Home1797 Edition

MALPIGHIA

Volume 10 · 287 words · 1797 Edition

Barbadoes cherry, a genus of the trigynia order, belonging to the decandria clas of plants; and in the natural method ranking under the 23rd order, Tribilatae. The calyx is pentaphyllous, with meliferous pores on the outside at the base. There are five petals, roundish, and unguiculated; the berry unilocular, and trispermous. There are eight or ten species, all of them shrubby evergreens of the warm parts of America, rising with branchy stems from 8 or 10 to 15 or 20 feet high, ornamented with oval and lanceolate entire leaves, and large pentapetalous flowers, succeeded by red, cherry-shaped, eatable berries, of an acid and palatable flavour; and which, in the West Indies, where they grow naturally, are used instead of cherries.
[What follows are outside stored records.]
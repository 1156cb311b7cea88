#![deny(clippy::all, clippy::pedantic)]
#![allow(clippy::module_name_repetitions)]
#![allow(clippy::doc_markdown)]
#![allow(clippy::missing_errors_doc)]
#![allow(clippy::uninlined_format_args)]
#![allow(clippy::ignored_unit_patterns)]

//! Tachyon - subscribe client CLI entrypoint.
//!
//! Usage:
//!   tachyon subscribe --subscribe-key demo --channel news
//!   tachyon subscribe --config tachyon.toml --channel news --presence

use anyhow::Result;
use clap::Parser;
use tachyon::cli::commands::run_subscribe;
use tachyon::cli::{Cli, Commands};
use tachyon::ops::telemetry::init_tracing;

#[tokio::main]
async fn main() -> Result<()> {
    let cli = Cli::parse();
    init_tracing(Some(&cli.log_level))?;

    match cli.command {
        Commands::Subscribe(args) => run_subscribe(args).await,
    }
}
//! Operational concerns.
//!
//! - `telemetry` - Tracing initialisation

pub mod telemetry;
Three of the species are reared in our gardens, and make a fine variety in the stove. They retain their leaves all the year round; and begin to flower about the end of autumn, continuing in constant succession till the spring; after which they frequently produce and ripen their fruit, which commonly equals the size of a small cherry. The flowers are of a pale-red or purple colour. These plants are propagated by seed, which must be sown in spring, in pots of rich earth; then plunge them in a hot-bed; and when the plants are three or four inches high, prick them in separate small pots, give water, and plunge them in the barkbed of the stove; where after they have remained a year or two, they may be placed in any part of it. They may even be placed in the open air during a month or two of the hottest weather in summer; but must be carefully supplied with water during the whole year.